THE PROBLEM
Sometimes your SMS infrastructure seems to be swimming right along and everything is going right and then something you didn't think too much about happens. You start getting alerts that the disks are full or the backups are failing because of low disk space and you're wondering what the heck is going on. A cursory look at the disks shows there's nothing going on other than the SMS DB getting larger. You've got maintenance tasks scheduled weekly or daily that delete out old records, you haven't changed the inventory frequency, you haven't turned on lots of new inventory items, you're not aware of anything that should be causing this.

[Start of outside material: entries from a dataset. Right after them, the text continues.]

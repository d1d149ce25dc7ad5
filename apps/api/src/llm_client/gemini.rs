//! Gemini backend. Prompted for, and parsed as, the JSON reply form.

use std::time::Duration;

use async_trait::async_trait;
use reqwest::Client;
use serde::{Deserialize, Serialize};
use tracing::{debug, warn};

use super::{BackendStatus, CompletionBackend, LlmError};
use crate::matching::format::ResponseFormat;

const TEMPERATURE: f32 = 0.3;

#[derive(Debug, Serialize)]
#[serde(rename_all = "camelCase")]
struct GenerateContentRequest<'a> {
    contents: Vec<Content<'a>>,
    generation_config: GenerationConfig,
}

#[derive(Debug, Serialize)]
struct Content<'a> {
    role: &'a str,
    parts: Vec<RequestPart<'a>>,
}

#[derive(Debug, Serialize)]
struct RequestPart<'a> {
    text: &'a str,
}

#[derive(Debug, Serialize)]
#[serde(rename_all = "camelCase")]
struct GenerationConfig {
    temperature: f32,
    response_mime_type: &'static str,
}

#[derive(Debug, Deserialize)]
#[serde(rename_all = "camelCase")]
struct GenerateContentResponse {
    #[serde(default)]
    candidates: Vec<Candidate>,
    usage_metadata: Option<UsageMetadata>,
}

#[derive(Debug, Deserialize)]
struct Candidate {
    content: Option<CandidateContent>,
}

#[derive(Debug, Deserialize)]
struct CandidateContent {
    #[serde(default)]
    parts: Vec<ResponsePart>,
}

#[derive(Debug, Deserialize)]
struct ResponsePart {
    text: Option<String>,
}

#[derive(Debug, Deserialize)]
#[serde(rename_all = "camelCase")]
struct UsageMetadata {
    prompt_token_count: Option<u32>,
    candidates_token_count: Option<u32>,
}

#[derive(Debug, Deserialize)]
struct GeminiError {
    error: GeminiErrorBody,
}

#[derive(Debug, Deserialize)]
struct GeminiErrorBody {
    message: String,
}

impl GenerateContentResponse {
    /// Concatenated text of the first candidate's parts.
    fn text(&self) -> Option<String> {
        let parts = &self.candidates.first()?.content.as_ref()?.parts;
        let text: String = parts.iter().filter_map(|p| p.text.as_deref()).collect();
        (!text.trim().is_empty()).then_some(text)
    }
}

#[derive(Clone)]
pub struct GeminiClient {
    client: Client,
    base_url: String,
    api_key: String,
    model: String,
}

impl GeminiClient {
    pub fn new(
        base_url: &str,
        api_key: String,
        model: &str,
        timeout: Duration,
    ) -> Result<Self, LlmError> {
        Ok(Self {
            client: Client::builder().timeout(timeout).build()?,
            base_url: base_url.trim_end_matches('/').to_string(),
            api_key,
            model: model.to_string(),
        })
    }
}

#[async_trait]
impl CompletionBackend for GeminiClient {
    fn name(&self) -> &'static str {
        "gemini"
    }

    fn model(&self) -> &str {
        &self.model
    }

    fn response_format(&self) -> ResponseFormat {
        ResponseFormat::StructuredJson
    }

    async fn complete(&self, prompt: &str) -> Result<String, LlmError> {
        let request_body = GenerateContentRequest {
            contents: vec![Content {
                role: "user",
                parts: vec![RequestPart { text: prompt }],
            }],
            generation_config: GenerationConfig {
                temperature: TEMPERATURE,
                response_mime_type: "application/json",
            },
        };

        let response = self
            .client
            .post(format!(
                "{}/v1beta/models/{}:generateContent",
                self.base_url, self.model
            ))
            .header("x-goog-api-key", &self.api_key)
            .json(&request_body)
            .send()
            .await?;

        let status = response.status();
        let body = response.text().await?;

        if !status.is_success() {
            let message = serde_json::from_str::<GeminiError>(&body)
                .map(|e| e.error.message)
                .unwrap_or(body);
            warn!("Gemini returned {}: {}", status, message);
            return Err(LlmError::Api {
                status: status.as_u16(),
                message,
            });
        }

        let generated: GenerateContentResponse = serde_json::from_str(&body)?;
        if let Some(usage) = &generated.usage_metadata {
            debug!(
                "Gemini call succeeded: prompt_tokens={:?}, output_tokens={:?}",
                usage.prompt_token_count, usage.candidates_token_count
            );
        }

        generated.text().ok_or(LlmError::EmptyContent)
    }

    async fn status(&self) -> BackendStatus {
        // No request is made; only the presence of a key is checked.
        if self.api_key.trim().is_empty() {
            BackendStatus {
                available: false,
                models: Vec::new(),
                error: Some("GEMINI_API_KEY is not set".to_string()),
            }
        } else {
            BackendStatus {
                available: true,
                models: vec![self.model.clone()],
                error: None,
            }
        }
    }
}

OK, so now what? You can go from table to table in SQL Enterprise Manager and manually see how big the tables are or you can run a SQL script to see how big the tables are, but what does that tell you? Do you have a baseline of table sizes? Do you know which tables are SUPPOSED to be large in SMS? And what IS large for your environment? Large at a Fortune 50 company is much different than at, say a family run construction firm in Golden Valley. Oh, and are you tracking growth, not just table size? The largest tables might not be the tables that are growing fastest and causing you problems today.
THE SOLUTION
(NOTE: because my posts have the potential of reaching a pretty wide group of people with a wide range of skills, I try not to make any assumptions as to how much you know about the topics I write about. I will keep it challenging for the geeks out there, but I will also try to give as much background and walkthrough as is reasonable for those of you who don't know this stuff. So if you're a wiz, don't get all worked up that I'm spelling everything out. I wish someone would have done that for me sometimes, so I'm doing it now. It can only help)
You need to start tracking table sizes and row counts over time. I'm sure there's all kinds of tools out there you can pay for that will do this for you. But if you're a stingy ***, or you just want to roll your own, here's what you can do.
(If you're a cheater, here's a SHORTCUT TO THE CODE)
You only need a SQL job, a table, and a user defined function (well, you could get by with a view, but let's be fancy).
Let's start by determining what information we want to get and create a query to get it.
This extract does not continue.